Ole & Steen targets smarter promotions as value pressure builds
Data-led promotions replace blanket deals to drive traffic and margins.
As consumers grow more price-conscious without lowering expectations on quality, QSR operators are being pushed to rethink how they deliver value without weakening brand positioning.
Ahead of the QSR Media UK Conference & Awards 2026, Rachael McInnis, Food & Beverage Innovation Manager at Ole & Steen, told QSR Media UK that this tension is driving more targeted promotions, tighter cost control, and a stronger focus on core products.
She also outlined the brand’s investment priorities, key performance metrics, and the risks of competing on price alone as cost pressures persist.
QSR Media: Looking back on the past 12 months, how would you describe the biggest shift in the QSR operating environment, and what has that required brands to do differently?
Rachael McInnis: The biggest shift has been the move toward a far more value-conscious consumer without a loss of expectation around quality and sometimes actually a higher demand for quality and provenance. It is a tension that has really defined the last year.

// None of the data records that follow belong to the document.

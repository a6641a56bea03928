//! facecue-replay - run recorded landmark frames through a session
//!
//! Reads JSON lines from a file (or stdin when no path is given) and writes
//! one JSON line per input to stdout. Thresholds come from
//! `~/.facecue/config.json` unless `--config` names another file.
//!
//! - `{"timestamp_ms": 0, "face": [...], "right_hand": [...], "left_hand": [...]}`
//!   is processed as a frame and answered with its frame result
//! - `{"command": "reset_calibration"}` clears the calibration baseline
//! - `{"command": "status"}` reports calibration and hand states
//!
//! Malformed lines are answered with `{"error": ...}` and do not stop the run.

use anyhow::{Context, Result};
use clap::Parser;
use facecue::{Config, Frame, RawFrame, Session};
use serde::Deserialize;
use std::io::{BufRead, BufReader, Write};
use std::path::PathBuf;
use std::time::{Duration, Instant};

#[derive(Parser, Debug)]
#[command(
    name = "facecue-replay",
    about = "Run recorded landmark frames through a facecue session"
)]
struct Cli {
    /// JSON-lines recording to replay (default: stdin)
    input: Option<PathBuf>,

    /// Config file to use instead of ~/.facecue/config.json
    #[arg(long)]
    config: Option<PathBuf>,
}

impl Cli {
    fn load_config(&self) -> Result<Config> {
        match &self.config {
            Some(path) => facecue::config::load_from_path(path)
                .with_context(|| format!("Failed to load config {}", path.display())),
            None => Ok(facecue::config::get_config()),
        }
    }
}

#[derive(Debug, Deserialize)]
#[serde(rename_all = "snake_case")]
enum Command {
    ResetCalibration,
    Status,
}

#[derive(Debug, Deserialize)]
struct FrameRecord {
    /// Capture time relative to the start of the recording
    timestamp_ms: u64,
    #[serde(flatten)]
    frame: RawFrame,
}

#[derive(Debug, Deserialize)]
#[serde(untagged)]
enum Line {
    Command { command: Command },
    Frame(FrameRecord),
}

fn handle_line(session: &mut Session, start: Instant, line: &str) -> Result<serde_json::Value> {
    let parsed: Line = serde_json::from_str(line).context("Unrecognised input line")?;
    let response = match parsed {
        Line::Command {
            command: Command::ResetCalibration,
        } => {
            session.reset_calibration();
            serde_json::json!({ "message": "Calibration reset" })
        }
        Line::Command {
            command: Command::Status,
        } => serde_json::to_value(session.status())?,
        Line::Frame(record) => {
            let frame = Frame::try_from(record.frame)?;
            let now = start + Duration::from_millis(record.timestamp_ms);
            serde_json::to_value(session.process(&frame, now))?
        }
    };
    Ok(response)
}

fn main() -> Result<()> {
    let cli = Cli::parse();
    facecue::init_logging();

    let input: Box<dyn BufRead> = match &cli.input {
        Some(path) => {
            let file = std::fs::File::open(path)
                .with_context(|| format!("Failed to open input file {}", path.display()))?;
            Box::new(BufReader::new(file))
        }
        None => Box::new(BufReader::new(std::io::stdin())),
    };

    let mut session = Session::with_config(cli.load_config()?);
    let start = Instant::now();
    let stdout = std::io::stdout();
    let mut out = stdout.lock();

    tracing::info!("facecue replay started");

    let mut processed = 0usize;
    for (number, line) in input.lines().enumerate() {
        let line = line.context("Failed to read input")?;
        if line.trim().is_empty() {
            continue;
        }

        let response = handle_line(&mut session, start, &line).unwrap_or_else(|e| {
            tracing::warn!("Line {}: {:#}", number + 1, e);
            serde_json::json!({ "error": format!("{:#}", e), "line": number + 1 })
        });
        writeln!(out, "{}", response)?;
        processed += 1;
    }

    tracing::info!("facecue replay finished: {} lines", processed);
    Ok(())
}

#[cfg(test)]
mod tests {
    use super::*;
    use clap::CommandFactory;

    fn face_json() -> String {
        let point = r#"{"x":0.5,"y":0.5,"z":-0.05}"#;
        let points = vec![point; facecue::landmarks::FACE_LANDMARK_COUNT].join(",");
        format!("[{}]", points)
    }

    #[test]
    fn test_frame_line() {
        let mut session = Session::new();
        let line = format!(r#"{{"timestamp_ms": 0, "face": {}}}"#, face_json());
        let response = handle_line(&mut session, Instant::now(), &line).unwrap();
        assert_eq!(response["calibration_status"], "calibrating");
    }

    #[test]
    fn test_command_lines() {
        let mut session = Session::new();
        let start = Instant::now();
        let line = format!(r#"{{"timestamp_ms": 0, "face": {}}}"#, face_json());
        handle_line(&mut session, start, &line).unwrap();

        let status = handle_line(&mut session, start, r#"{"command": "status"}"#).unwrap();
        assert_eq!(status["calibration_status"], "calibrated");

        handle_line(&mut session, start, r#"{"command": "reset_calibration"}"#).unwrap();
        let status = handle_line(&mut session, start, r#"{"command": "status"}"#).unwrap();
        assert_eq!(status["calibration_status"], "uncalibrated");
    }

    #[test]
    fn test_malformed_lines_are_errors() {
        let mut session = Session::new();
        let start = Instant::now();
        assert!(handle_line(&mut session, start, "not json").is_err());
        assert!(handle_line(&mut session, start, r#"{"command": "explode"}"#).is_err());
        assert!(handle_line(
            &mut session,
            start,
            r#"{"timestamp_ms": 0, "right_hand": [{"x":0,"y":0,"z":0}]}"#
        )
        .is_err());
        assert!(!session.calibrator().is_calibrated());
    }

    #[test]
    fn test_cli_definition() {
        Cli::command().debug_assert();
    }

    #[test]
    fn test_cli_arguments() {
        let cli = Cli::try_parse_from(["facecue-replay"]).unwrap();
        assert!(cli.input.is_none());
        assert!(cli.config.is_none());

        let cli = Cli::try_parse_from([
            "facecue-replay",
            "frames.jsonl",
            "--config",
            "custom.json",
        ])
        .unwrap();
        assert_eq!(cli.input, Some(PathBuf::from("frames.jsonl")));
        assert_eq!(cli.config, Some(PathBuf::from("custom.json")));
    }

    #[test]
    fn test_cli_help_is_not_a_path() {
        let err = Cli::try_parse_from(["facecue-replay", "--help"]).unwrap_err();
        assert_eq!(err.kind(), clap::error::ErrorKind::DisplayHelp);
    }

    #[test]
    fn test_cli_rejects_extra_arguments() {
        assert!(Cli::try_parse_from(["facecue-replay", "a.jsonl", "b.jsonl"]).is_err());
        assert!(Cli::try_parse_from(["facecue-replay", "--frobnicate"]).is_err());
    }

    #[test]
    fn test_config_flag_loads_file() {
        let dir = tempfile::TempDir::new().expect("Failed to create temp dir");
        let path = dir.path().join("config.json");
        std::fs::write(
            &path,
            r#"{"version": 1, "confirmation": {"required_confirmations": 7}}"#,
        )
        .unwrap();

        let cli = Cli::try_parse_from([
            "facecue-replay".into(),
            "--config".into(),
            path.into_os_string(),
        ])
        .unwrap();
        let config = cli.load_config().unwrap();
        assert_eq!(config.confirmation.required_confirmations, 7);
    }

    #[test]
    fn test_config_flag_with_bad_file_fails() {
        let dir = tempfile::TempDir::new().expect("Failed to create temp dir");
        let path = dir.path().join("config.json");
        std::fs::write(&path, "{ not json").unwrap();

        let cli = Cli {
            input: None,
            config: Some(path),
        };
        assert!(cli.load_config().is_err());
    }
}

For a brand like Ole & Steen, this has meant leaning into what makes us stand out against other bakery chains: quality, craftsmanship, and freshness, whilst ensuring we communicate value in a more tangible way. It requires much sharper pricing plans, clear product hierarchies, and a more disciplined approach to promotions. Making sure we drive traffic without diluting the brand and making promotions more customer-specific instead of having a blanket approach.
At the same time, operational efficiency has become critical, particularly in managing labour and waste in a fresh-bakery model.
As brands simplify menus, refine promotions, and rethink formats, what operating or commercial decisions have had the biggest impact on your brand?
The most impactful decisions have been around simplification and focus, particularly given the complexity of a fresh bakery offer.
Menu rationalisation has played a key role; focusing on bestsellers and core Danish lines has helped improve availability, reduce waste, and simplify in-store execution. At the same time, we’ve refined our day-part strategy. By driving stronger performance in breakfast and lunch, whilst building more structured afternoon and treat occasions through both products and targeted daypart marketing.
From a commercial perspective, we’ve been more deliberate with promotions, shifting toward bundled offers and offers targeted towards customers' buying habits to increase average transaction value whilst reinforcing perceived value.
We’ve also continued to build our digital and loyalty capabilities, allowing us to better understand customer behaviour and drive repeat visits, which is particularly important when we have so many competitors on our doorstep.
What investments are you going to focus on for the brand, and what KPI targets can you share?
For Ole & Steen, investment is focused on three key areas: product excellence, digital capability, and store-level efficiency.
First, continue to invest in product quality and innovation, ensuring we stay true to our Danish heritage whilst keeping the range relevant.
Second, growing digitally, in particular our loyalty and CRM, to drive frequency and deepen customer relationships.
Third, operational improvements in-store, including production planning and waste reduction, as well as setting planograms for stores.
Key KPIs include:
Like-for-like sales growth
Gross margin improvement, whilst keeping or improving product quality
Average transaction value
Customer frequency and loyalty engagement
Product availability and freshness metrics
What will be the next major challenge for the industry, and how should it be addressed?
The next major challenge will be maintaining premium positioning in a market where consumers are increasingly cost-conscious.
For brands like Ole & Steen, the risk isn’t just losing traffic; it’s being forced into competing on price rather than quality. The key will be reinforcing why the brand is worth it: provenance, craftsmanship, and customer experience.
At the same time, input cost volatility, particularly in commodities like butter, flour, and energy, will continue to put pressure on margins. Managing that without compromising product quality will be critical. Customers are increasingly aware of what goes into their food and are demanding better and better quality, whilst not wanting to budge on price. This is understandable, as everyone from large businesses to individuals feels the pressures of the current cost of living, but it does create a problem for the industry.
Looking ahead to the next 12 to 24 months, what will separate the brands that keep gaining share from those that fall behind?
The brands that win will be those that are both operationally disciplined and highly differentiated. For Ole & Steen, that means continuing to stand out through a unique, authentic offer that showcases our Danish roots, whilst executing consistently at scale.
Winners will:
Deliver a clear point of difference (not just compete on price)
Execute brilliantly in-store
Use data to drive smarter decisions on range, pricing, and promotions
Build strong customer loyalty and repeat behaviour
Those that fall behind will struggle to balance cost pressures with brand integrity, often becoming overly reliant on discounting or losing clarity in their offer.